I have been very impressed with the results of putting my SCD777ES on a silicone and air-filled inner tube/sand/lead base made by one of the members of the NJ Audio Society, a similar concept to the Seismic Sink I have used but a little more effective because you don't just use air and don't have the metal plate of the Sink, which compromises it a little. Not as nice-looking as the Sink, although I don't they're bad-looking. Also, another of our members makes a set of three rounded supports called Pon-Tunes, which are not isolation devices but do improve the sound of the CD players I've put on them in that they seem to make things a bit cleaner and livlier, at least in my system. Their chief disadvantage is that, like the rollerblocks and similar devices, the equipment on them can slide around, not the greatest thing when you use audiophile-approved garden hose type cables. I prefer all of these to the Vibrapods, although for their cost the pods are tough to beat. As far as visual appeal goes, the Seismic Sink is the most polished looking product, and it works quite well too. By the way, I live just over the river, if you want to see any of these things or try them out.
BDR cones, #3 for solid state components. You will need three at about $30.00 each. (Black diamond Racing) These things rock! Good luck!......Vader
Take Vaders advice and get 3 BDR cones.They are the best....If you have the spare cash,the sink does a superb job as well...
You have all been great, thanks again! I still hope to hear more details about the kind of differences you have experienced with these various devices.
I have the Sony 9000 as well, and have tried Black Diamond Racing, Iso bearings, Vibrapods, Walker Valid Points and Sorbothane. Settled on Mod Squad Soft Shoes, by McCormack audio. They retail for about $12.00 each, with three being the magic number.
Mapleshade Tripple Points will give you the tough more detail that your looking for, and they look great to boot.
Bmpnyc: In response to your last question, I found that the inner tube base appeared to have the effect of making the player seem like it sounded about 2 db louder; essentially, it lowered the noise floor and made the soundstaging much better, as you could hear the small ambient cues better. The Sink had a similar effect, not as pronounced. The pon-tunes (which are small cylinders made of some hard compound) focused the sound and images better than the stock feet, and gave a little more sparkle in the high frequencies than either the inner tube or the Sink, but didn't present the soundstage as well. I'm always vacillating back and forth between isolation (as with the Sink and the inner tube base) and channeling vibrations elsewhere (like cones, or the Combak stuff); I am ultimately coming around to the view, since most of my equipment is tubed, that isolation from underneath, perhaps with mass damping above (if practical, as with a front-loading CD player), is the best road for me. Other supports change the sound, perhaps in a way you like better, but they are still not working as well to isolate the unit from vibrations, and with tubes I think that isolation is most important. Just my view from my experience; others will give you their's, I hope.
Try as bunch tweakings as you know one after another for a certain period of time of experimenting to find out what's the best for the rack/room and platforms. Try to surf over DIY examples first. Different setups/racks/rooms require different experiments and it might take most of your time! The first thing if your component is standing higher from the surface you already win with heat dissipation! Try not to go with tweaks that will affect heat dissipation. It's kind of same thing if you place components one onto another. You could try to construct your own rack rather than using rich-audiofile-oriented ones with even better performance just by going into the home depot!
I have #3 & #4 Black Diamond Racing cones and I don't prefer them on their own. They do some amazing things to the sound as far as soundstage and details go, but I've found that they also have some disadvantages that come with the benefits. Everything seems to be more detailed, but that includes the vocals too. They become too detailed, and they lose their warmth. Sibilance and micing problems really stick out. That's just my opinion. I put some sorbothane underneath the cones (at the tip), and that seems to be a good compromise (for now).

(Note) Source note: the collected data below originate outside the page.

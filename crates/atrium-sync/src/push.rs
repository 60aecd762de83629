//! # Push Registration & Delivery Bridge
//!
//! Registers the device for push delivery and forwards platform push events
//! into the engine.
//!
//! ## Event Flow
//! ```text
//! ┌─────────────────────────────────────────────────────────────────────────┐
//! │                       Push Bridge Flow                                  │
//! │                                                                         │
//! │  REGISTRATION (after a session becomes Authenticated):                 │
//! │                                                                         │
//! │   register() ──▶ platform permission? ──denied──▶ None                 │
//! │                        │                   (silent fallback to         │
//! │                        │ granted             foreground polling)       │
//! │                        ▼                                               │
//! │                  platform device token                                 │
//! │                        │                                               │
//! │                        ▼                                               │
//! │                  POST /push/register {studentId, token}                │
//! │                        │                                               │
//! │                 failure is logged and swallowed: registration must     │
//! │                 never block startup or authentication                  │
//! │                                                                         │
//! │  DELIVERY (app foregrounded):                                          │
//! │   shell ──▶ notification_received(event)                               │
//! │                ├──▶ counter.observe_delivery()    (+1 immediately)     │
//! │                └──▶ subscribers (at-least-once, unordered)             │
//! │                                                                         │
//! │  TAP (app opened via a notification):                                  │
//! │   shell ──▶ notification_tapped(event)                                 │
//! │                ├──▶ subscribers (notification_id for deep links)       │
//! │                └──▶ delayed (~1s) counter.refresh() so server state    │
//! │                     supersedes the optimistic adjustment               │
//! └─────────────────────────────────────────────────────────────────────────┘
//! ```

use std::collections::HashMap;
use std::sync::atomic::{AtomicU64, Ordering};
use std::sync::{Arc, RwLock};
use std::time::Duration;

use async_trait::async_trait;
use serde::{Deserialize, Serialize};
use tokio::time::sleep;
use tracing::{debug, info, warn};

use crate::api::PortalApi;
use crate::error::SyncResult;
use crate::session::SessionManager;
use crate::unread::UnreadCounter;

// =============================================================================
// Platform Abstraction
// =============================================================================

/// OS push facilities, implemented by the mobile shell.
///
/// The engine never talks to APNs/FCM directly; it asks the platform for
/// permission and a delivery token and hands the token to the backend.
#[async_trait]
pub trait PushPlatform: Send + Sync {
    /// Requests push permission from the user (or returns the cached
    /// decision).
    async fn request_permission(&self) -> bool;

    /// Obtains the platform device token. Only called after permission was
    /// granted.
    async fn device_token(&self) -> SyncResult<String>;
}

/// Platform stub with push permanently unavailable.
///
/// Used headless and in tests; the engine falls back to foreground polling.
pub struct DisabledPushPlatform;

#[async_trait]
impl PushPlatform for DisabledPushPlatform {
    async fn request_permission(&self) -> bool {
        false
    }

    async fn device_token(&self) -> SyncResult<String> {
        Err(crate::error::SyncError::Internal(
            "push is disabled on this platform".into(),
        ))
    }
}

// =============================================================================
// Events & Subscriptions
// =============================================================================

/// A push payload as the shell forwards it.
#[derive(Debug, Clone, Default, Serialize, Deserialize)]
#[serde(rename_all = "camelCase")]
pub struct PushEvent {
    /// Backend notification id, when the payload carries one. Tap handlers
    /// use it for deep-link navigation.
    pub notification_id: Option<String>,

    /// Banner title.
    pub title: Option<String>,

    /// Banner body.
    pub body: Option<String>,
}

/// Token returned by `subscribe_*`; pass to [`PushBridge::unsubscribe`].
pub type SubscriptionId = u64;

type EventHandler = Box<dyn Fn(&PushEvent) + Send + Sync>;

// =============================================================================
// Push Bridge
// =============================================================================

/// Bridges platform push events into the sync engine.
pub struct PushBridge {
    api: Arc<dyn PortalApi>,
    session: SessionManager,
    counter: Arc<UnreadCounter>,
    platform: Arc<dyn PushPlatform>,
    received: RwLock<HashMap<SubscriptionId, EventHandler>>,
    tapped: RwLock<HashMap<SubscriptionId, EventHandler>>,
    next_subscription: AtomicU64,
    tap_refresh_delay: Duration,
}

Like I said, they definitely make a difference, but they seem to require a lot of experimentation. Just a warning...they may drive you mad.
Martin, I like Neuance shelf -- it might be barely above your budget in price -- best under my CDP. Definitely worked best in terms of tonal balance and coherence, so might be your cup of tea, and also best preserved timing and pace. Next best was Mapleshade Triplepoint cones -- lots of detail and definition, high and low, but somewhat attention getting. Compliant feet were last. Also, Mapleshade Heavyhat weight sounds good on top -- pleasantly punctuates leading edges and weight of notes; I haven't had much in way of results with flat things that have a lot of surface area. For more detail, visit these threads with many comments on Neuance and other options: Linn CD Player Tweaks, Racks and Shelves, Cones/Bearings for CD Players, Shelf Material - Neuance, and the "mother of all isolation threads", Isolation vs. Absorption. --Jayson
Something that has worked great for me is the Neuance Isolation Platform from Greater Ranges. Agon member Dekay suggested this to me. What it's done is enhance all the positives of my Theta Pearl transport.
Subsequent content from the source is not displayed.